I'm running a parallel operation using a SOCK cluster with workers on the local machine. If I limit the set I'm iterating over (in one test using 70 instead of a full 135 tasks) then everything works just fine. If I go for the full set, I get the errror "Error in unserialize(socklist[[n]]) : error reading from connection".
I've unblocked the port in Windows Firewall (both in/out) and allow all access for Rscript/R.
It can't be a timeout issue because the socket timeout is set to 365 days.
Its not an issue with any particular task because I can run sequentially just fine (also runs fine in parallel if I split the dataset in half and do two separate parallel runs)
The best I can come up with is that there is too much data being transferred over the sockets. There doesn't seem to be a cluster option to throttle data limits.
I'm at a loss on how to proceed. Has anyone seen this issue before or can suggest a fix?

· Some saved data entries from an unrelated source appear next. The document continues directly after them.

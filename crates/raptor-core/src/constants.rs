/// Component name used in rerank degradation events and logs.
pub const COMPONENT_RERANK: &str = "rerank";

/// Fallback label recorded when rerank degrades.
pub const FALLBACK_RECALL_ORDER: &str = "recall-order";
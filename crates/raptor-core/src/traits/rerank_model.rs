use crate::errors::RaptorResult;

/// A pluggable relevance model (cross-encoder or lighter backend).
///
/// Calls may block for a long time; the rerank gateway runs them on the
/// blocking pool under a timeout. Any `Err` is treated as a model fault.
pub trait IRerankModel: Send + Sync {
    /// Stable backend name, also part of the score cache key.
    fn name(&self) -> &str;

    /// Relevance of `passage` to `query`. Range is model-specific.
    fn score(&self, query: &str, passage: &str) -> RaptorResult<f64>;

    /// Relevance of each passage, same order and length as `passages`.
    ///
    /// Backends without native batching inherit this loop.
    fn score_batch(&self, query: &str, passages: &[String]) -> RaptorResult<Vec<f64>> {
        passages.iter().map(|p| self.score(query, p)).collect()
    }

    fn is_available(&self) -> bool {
        true
    }
}
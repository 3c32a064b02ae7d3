//! Configuration for every subsystem, loadable from TOML.
//!
//! # Examples
//!
//! ```
//! use raptor_core::config::RaptorConfig;
//!
//! let config = RaptorConfig::from_toml("[retrieval]\ntop_k = 5\n").unwrap();
//! assert_eq!(config.retrieval.top_k, 5);
//! assert_eq!(config.retrieval.over_fetch_factor, 3);
//! ```

pub mod defaults;
mod observability_config;
mod rerank_config;
mod retrieval_config;

use serde::{Deserialize, Serialize};

pub use observability_config::ObservabilityConfig;
pub use rerank_config::RerankConfig;
pub use retrieval_config::{RetrievalConfig, SelectionMode, TraversalMode};

use crate::errors::{RaptorError, RaptorResult};

/// Top-level configuration.
#[derive(Debug, Clone, Default, Serialize, Deserialize)]
#[serde(default)]
pub struct RaptorConfig {
    pub retrieval: RetrievalConfig,
    pub rerank: RerankConfig,
    pub observability: ObservabilityConfig,
}

impl RaptorConfig {
    /// Parse from a TOML string. Missing sections and keys take defaults.
    /// The retrieval section is validated before returning.
    pub fn from_toml(input: &str) -> RaptorResult<Self> {
        let config: Self =
            toml::from_str(input).map_err(|e| RaptorError::ConfigError(e.to_string()))?;
        config.retrieval.validate()?;
        Ok(config)
    }

    /// Serialize back to TOML.
    pub fn to_toml(&self) -> RaptorResult<String> {
        toml::to_string(self).map_err(|e| RaptorError::ConfigError(e.to_string()))
    }
}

Here's the code I'm using to setup the cluster:
cluster = makeCluster( degreeOfParallelism , type = "SOCK" , outfile = "" )
registerDoSNOW( cluster )
Edit
While this issue is constent with the entire dataset, it also appears from time-to-time with a reduced dataset. That might suggest that this isn't simply a data limit issue.
Edit 2
I dug a little deeper and it turns out that my function in fact has a random component that makes it so that sometimes a task will raise an error. If I run the tasks serially then at the end of the operation I'm told which task failed. If I run in parallel, then I get the "unserialize" error. I tried wrapping the code that gets executed by each task in a tryCatch call with error = function(e) { stop(e) } but that also generates the "unserialize" error. I'm confused because I thought that snow handles errors by passing them back to the master?